HOW TO COMPLETE THIS TASK = Which lines in the records below mention the word "TokenResponse"? Copy each one out.

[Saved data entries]
⟨
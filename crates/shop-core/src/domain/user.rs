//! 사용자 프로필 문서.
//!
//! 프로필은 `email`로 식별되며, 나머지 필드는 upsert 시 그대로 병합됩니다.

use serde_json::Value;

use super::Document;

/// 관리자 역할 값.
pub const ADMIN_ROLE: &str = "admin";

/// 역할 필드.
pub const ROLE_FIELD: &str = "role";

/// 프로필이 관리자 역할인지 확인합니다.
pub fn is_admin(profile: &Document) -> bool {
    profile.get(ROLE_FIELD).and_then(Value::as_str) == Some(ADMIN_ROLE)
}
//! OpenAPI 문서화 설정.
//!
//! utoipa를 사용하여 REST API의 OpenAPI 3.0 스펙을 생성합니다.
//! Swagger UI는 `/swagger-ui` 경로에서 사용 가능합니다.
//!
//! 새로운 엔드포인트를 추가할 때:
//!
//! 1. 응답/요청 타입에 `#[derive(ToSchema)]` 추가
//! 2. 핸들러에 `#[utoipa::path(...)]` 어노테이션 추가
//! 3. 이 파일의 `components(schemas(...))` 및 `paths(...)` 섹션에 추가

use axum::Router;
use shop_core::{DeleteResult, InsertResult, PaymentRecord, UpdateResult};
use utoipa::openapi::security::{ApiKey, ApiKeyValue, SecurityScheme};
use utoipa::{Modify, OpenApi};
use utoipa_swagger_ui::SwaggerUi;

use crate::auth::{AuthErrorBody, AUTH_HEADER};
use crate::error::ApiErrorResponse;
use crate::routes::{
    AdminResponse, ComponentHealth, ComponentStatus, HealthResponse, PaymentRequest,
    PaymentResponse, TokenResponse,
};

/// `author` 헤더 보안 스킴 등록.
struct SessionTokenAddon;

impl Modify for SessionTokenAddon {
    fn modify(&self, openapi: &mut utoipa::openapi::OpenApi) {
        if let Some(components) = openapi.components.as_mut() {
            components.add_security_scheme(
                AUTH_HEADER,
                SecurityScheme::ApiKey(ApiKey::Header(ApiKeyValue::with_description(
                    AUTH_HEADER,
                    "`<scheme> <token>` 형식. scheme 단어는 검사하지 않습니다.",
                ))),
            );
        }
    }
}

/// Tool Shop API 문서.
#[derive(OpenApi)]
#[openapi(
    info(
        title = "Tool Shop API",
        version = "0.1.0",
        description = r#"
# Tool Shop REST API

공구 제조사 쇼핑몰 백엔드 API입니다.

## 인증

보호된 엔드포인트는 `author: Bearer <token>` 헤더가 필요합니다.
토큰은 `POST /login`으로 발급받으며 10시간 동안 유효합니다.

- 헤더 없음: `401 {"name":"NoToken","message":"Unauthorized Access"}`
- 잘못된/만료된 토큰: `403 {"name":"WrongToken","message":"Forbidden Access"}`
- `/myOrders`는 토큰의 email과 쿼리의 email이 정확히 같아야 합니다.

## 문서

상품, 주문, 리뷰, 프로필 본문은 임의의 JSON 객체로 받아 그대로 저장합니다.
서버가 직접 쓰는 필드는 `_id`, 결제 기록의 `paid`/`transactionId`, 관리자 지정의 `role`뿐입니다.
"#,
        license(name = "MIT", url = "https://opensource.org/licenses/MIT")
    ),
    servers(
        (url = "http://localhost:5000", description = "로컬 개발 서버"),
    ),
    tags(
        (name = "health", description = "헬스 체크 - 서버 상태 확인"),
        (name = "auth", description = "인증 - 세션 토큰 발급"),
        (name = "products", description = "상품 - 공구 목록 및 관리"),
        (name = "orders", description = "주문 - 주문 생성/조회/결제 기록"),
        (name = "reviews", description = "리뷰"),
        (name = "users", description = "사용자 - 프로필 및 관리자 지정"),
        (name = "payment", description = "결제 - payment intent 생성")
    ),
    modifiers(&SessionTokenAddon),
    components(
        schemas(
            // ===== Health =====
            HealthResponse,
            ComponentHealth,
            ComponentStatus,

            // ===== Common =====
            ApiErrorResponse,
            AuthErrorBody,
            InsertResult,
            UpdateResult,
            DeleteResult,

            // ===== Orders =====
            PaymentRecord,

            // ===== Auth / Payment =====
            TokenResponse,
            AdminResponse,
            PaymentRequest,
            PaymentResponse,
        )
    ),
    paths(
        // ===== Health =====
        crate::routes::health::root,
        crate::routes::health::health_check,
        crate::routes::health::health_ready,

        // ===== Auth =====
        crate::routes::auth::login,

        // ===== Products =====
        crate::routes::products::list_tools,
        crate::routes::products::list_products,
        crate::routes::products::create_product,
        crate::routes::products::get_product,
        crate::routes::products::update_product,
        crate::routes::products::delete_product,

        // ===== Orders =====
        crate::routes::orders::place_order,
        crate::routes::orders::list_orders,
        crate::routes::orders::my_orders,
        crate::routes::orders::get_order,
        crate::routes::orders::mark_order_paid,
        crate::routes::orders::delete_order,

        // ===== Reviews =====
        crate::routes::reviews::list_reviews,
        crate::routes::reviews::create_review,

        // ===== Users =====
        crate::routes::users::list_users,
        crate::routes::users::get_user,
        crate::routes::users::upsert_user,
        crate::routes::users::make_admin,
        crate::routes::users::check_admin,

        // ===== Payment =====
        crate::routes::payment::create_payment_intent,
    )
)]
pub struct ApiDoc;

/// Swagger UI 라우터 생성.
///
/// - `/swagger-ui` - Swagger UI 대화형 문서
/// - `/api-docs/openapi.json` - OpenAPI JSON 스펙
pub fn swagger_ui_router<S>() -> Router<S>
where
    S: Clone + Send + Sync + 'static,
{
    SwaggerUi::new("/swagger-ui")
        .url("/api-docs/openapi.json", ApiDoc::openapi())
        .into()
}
⟩
EXERCISE OUTPUT =
    PaymentResponse, TokenResponse,
            TokenResponse,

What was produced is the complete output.